Setting the Python Path

After the Python packages you want to use are in a consistent location on your cluster, set the appropriate environment variables to the path to your Python executables as follows:

  • Set the Python executor path with the PYSPARK_PYTHON environment variable, and the Python driver path with the PYSPARK_DRIVER_PYTHON environment variable. These settings apply regardless of whether you are using yarn-client or yarn-cluster mode.
  • If you are using yarn-cluster mode, in addition to the above, also set spark.yarn.appMasterEnv.PYSPARK_PYTHON and spark.yarn.appMasterEnv.PYSPARK_DRIVER_PYTHON in spark-defaults.conf (using the safety valve) to the same paths.

To consistently use these variables, add the appropriate export statements:

  • Anaconda parcel - export variable /opt/cloudera/parcels/Anaconda/bin/python
  • Virtual environment - export variable /path/to/mynewenv/bin/python

to spark-env.sh, checking that other users have not set the variables already with the conditional tests such as:

if [ -z "${PYSPARK_PYTHON}" ]; then
export PYSPARK_PYTHON=
fi

In Cloudera Manager, set environment variables in spark-env.sh as follows:

Minimum Required Role: Configurator (also provided by Cluster Administrator, Full Administrator)

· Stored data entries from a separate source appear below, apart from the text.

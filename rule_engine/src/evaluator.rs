// Trigger evaluation and action resolution
//
// Given a clock reading or a visited URL, picks the enabled rules whose
// trigger fires and turns their actions into concrete per-extension state
// changes against a catalog snapshot. Applying the changes (through the
// platform's management API) and deciding when to evaluate are left to
// the caller.

use chrono::{Datelike, Timelike};
use log::debug;

use crate::catalog::TargetCatalog;
use crate::rule::Rule;
use crate::rule_metadata::{ExtensionId, RuleAction, RuleId, TargetType};

/// Desired enabled state for one extension, caused by one rule
#[derive(Debug, Clone, PartialEq, Eq)]
pub struct StateChange {
    pub extension_id: ExtensionId,
    pub enabled: bool,
    pub rule_id: RuleId,
}

/// Evaluates rules against one catalog snapshot
#[derive(Debug, Clone, Copy)]
pub struct RuleEvaluator<'a> {
    catalog: &'a TargetCatalog,
}

impl<'a> RuleEvaluator<'a> {
    pub fn new(catalog: &'a TargetCatalog) -> Self {
        Self { catalog }
    }

    /// Enabled rules whose time trigger fires at `now`, in stored order
    pub fn due_at<'r, T: Datelike + Timelike>(&self, rules: &'r [Rule], now: &T) -> Vec<&'r Rule> {
        rules
            .iter()
            .filter(|r| r.enabled && r.trigger.fires_at(now))
            .collect()
    }

    /// Enabled rules whose URL trigger matches a visited URL, in stored order
    pub fn matching_url<'r>(&self, rules: &'r [Rule], visited: &str) -> Vec<&'r Rule> {
        rules
            .iter()
            .filter(|r| r.enabled && r.trigger.fires_on_url(visited))
            .collect()
    }

    /// State changes one rule asks for. Targets missing from the catalog
    /// are skipped.
    pub fn resolve(&self, rule: &Rule) -> Vec<StateChange> {
        let change = |extension_id: &ExtensionId, enabled: bool| StateChange {
            extension_id: extension_id.clone(),
            enabled,
            rule_id: rule.id.clone(),
        };

        let mut changes = Vec::new();
        match rule.target_type {
            TargetType::Extension => {
                let enabled = match rule.action {
                    RuleAction::Enable => true,
                    RuleAction::Disable => false,
                    _ => return changes,
                };
                for id in &rule.target_ids {
                    match self.catalog.extension(id) {
                        Some(ext) => changes.push(change(&ext.id, enabled)),
                        None => debug!("rule {} targets missing extension {}", rule.id, id),
                    }
                }
            }
            TargetType::Profile => {
                if rule.action != RuleAction::Apply {
                    return changes;
                }
                for id in &rule.target_ids {
                    let Some(profile) = self.catalog.profile(id) else {
                        debug!("rule {} targets missing profile {}", rule.id, id);
                        continue;
                    };
                    for (ext_id, enabled) in &profile.extension_states {
                        if self.catalog.extension(ext_id.as_str()).is_some() {
                            changes.push(change(ext_id, *enabled));
                        }
                    }
                }
            }
            TargetType::Group => {
                for name in &rule.target_ids {
                    let Some(group) = self.catalog.group(name) else {
                        debug!("rule {} targets missing group {}", rule.id, name);
                        continue;
                    };
                    for member in &group.members {
                        let Some(ext) = self.catalog.extension(member.as_str()) else {
                            continue;
                        };
                        let enabled = match rule.action {
                            RuleAction::Enable => true,
                            RuleAction::Disable => false,
                            RuleAction::Toggle => !ext.enabled,
                            RuleAction::Apply => continue,
                        };
                        changes.push(change(&ext.id, enabled));
                    }
                }
            }
        }
        changes
    }

    /// Combined changes of several fired rules.
    ///
    /// When rules disagree on an extension the later rule wins. Changes
    /// that match the extension's current state are dropped.
    pub fn plan<'r>(&self, fired: impl IntoIterator<Item = &'r Rule>) -> Vec<StateChange> {
        let mut planned: Vec<StateChange> = Vec::new();
        for rule in fired {
            for change in self.resolve(rule) {
                planned.retain(|c| c.extension_id != change.extension_id);
                planned.push(change);
            }
        }
        planned.retain(|c| {
            self.catalog
                .extension(c.extension_id.as_str())
                .map(|ext| ext.enabled != c.enabled)
                .unwrap_or(false)
        });
        planned
    }
}

#[cfg(test)]
mod tests {
    use super::*;
    use crate::catalog::{Extension, Group, Profile};
    use crate::rule::RuleDraft;
    use crate::rule_metadata::ProfileId;
    use crate::trigger::Trigger;
    use chrono::NaiveDate;
    use std::collections::BTreeMap;

    fn catalog() -> TargetCatalog {
        let mut states = BTreeMap::new();
        states.insert(ExtensionId::from("a"), false);
        states.insert(ExtensionId::from("b"), true);
        states.insert(ExtensionId::from("uninstalled"), true);

        TargetCatalog::default()
            .with_extensions([
                Extension::new("a", "Alpha", true),
                Extension::new("b", "Beta", false),
            ])
            .with_profiles([Profile {
                id: ProfileId::from("p1"),
                name: "Work".into(),
                extension_states: states,
            }])
            .with_groups([Group::new("Both", ["a", "b", "gone"])])
    }

    fn rule(
        id: &str,
        target_type: TargetType,
        targets: &[&str],
        action: RuleAction,
        trigger: Trigger,
    ) -> Rule {
        Rule::with_id(
            RuleId::from(id),
            RuleDraft::new(id, target_type, targets.iter().copied(), action, trigger),
        )
    }

    /// Extension rule on a URL trigger
    fn ext(id: &str, targets: &[&str], action: RuleAction) -> Rule {
        rule(id, TargetType::Extension, targets, action, Trigger::on_url("x"))
    }

    fn states(changes: &[StateChange]) -> Vec<(&str, bool)> {
        changes.iter().map(|c| (c.extension_id.as_str(), c.enabled)).collect()
    }

    #[test]
    fn test_due_rules_skip_disabled() {
        let now = NaiveDate::from_ymd_opt(2024, 1, 1)
            .unwrap()
            .and_hms_opt(9, 0, 0)
            .unwrap();
        let at = |id: &str, time: &str| {
            rule(id, TargetType::Extension, &["a"], RuleAction::Enable, Trigger::at(time, [1]))
        };
        let rules = vec![
            at("on", "09:00"),
            at("off", "09:00").with_enabled(false),
            at("later", "10:00"),
        ];
        let catalog = catalog();
        let due = RuleEvaluator::new(&catalog).due_at(&rules, &now);
        assert_eq!(due.len(), 1);
        assert_eq!(due[0].id.as_str(), "on");
    }

    #[test]
    fn test_matching_url() {
        let rules = vec![rule(
            "yt",
            TargetType::Extension,
            &["a"],
            RuleAction::Disable,
            Trigger::on_url("youtube.com"),
        )];
        let catalog = catalog();
        let evaluator = RuleEvaluator::new(&catalog);
        assert_eq!(
            evaluator
                .matching_url(&rules, "https://www.youtube.com/watch?v=1")
                .len(),
            1
        );
        assert!(evaluator.matching_url(&rules, "https://example.com").is_empty());
    }

    #[test]
    fn test_resolve_profile_skips_uninstalled() {
        let catalog = catalog();
        let apply =
            rule("p", TargetType::Profile, &["p1"], RuleAction::Apply, Trigger::on_url("x"));
        let changes = RuleEvaluator::new(&catalog).resolve(&apply);
        assert_eq!(states(&changes), vec![("a", false), ("b", true)]);
    }

    #[test]
    fn test_resolve_group_toggle_flips_current_state() {
        let catalog = catalog();
        let toggle =
            rule("t", TargetType::Group, &["Both"], RuleAction::Toggle, Trigger::on_url("x"));
        let changes = RuleEvaluator::new(&catalog).resolve(&toggle);
        assert_eq!(states(&changes), vec![("a", false), ("b", true)]);
    }

    #[test]
    fn test_plan_later_rule_wins_and_drops_noops() {
        let catalog = catalog();
        let first =
            rule("1", TargetType::Group, &["Both"], RuleAction::Disable, Trigger::on_url("x"));
        let second = ext("2", &["a"], RuleAction::Enable);
        let plan = RuleEvaluator::new(&catalog).plan([&first, &second]);
        // a: disabled by group, re-enabled by rule 2 -> already enabled, dropped
        // b: disabled by group -> already disabled, dropped
        assert!(plan.is_empty());

        let enable_b = ext("3", &["b", "missing"], RuleAction::Enable);
        let plan = RuleEvaluator::new(&catalog).plan([&enable_b]);
        assert_eq!(states(&plan), vec![("b", true)]);
        assert_eq!(plan[0].rule_id.as_str(), "3");
    }
}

  1. Go to the Spark service.
  2. Click the Configuration tab.
  3. Search for Spark Service Advanced Configuration Snippet (Safety Valve) for spark-conf/spark-env.sh.
  4. Add the variables to the property.
  5. Click Save Changes to commit the changes.
  6. Restart the service.
  7. Deploy the client configuration.

On the command-line, set environment variables in /etc/spark/conf/spark-env.sh.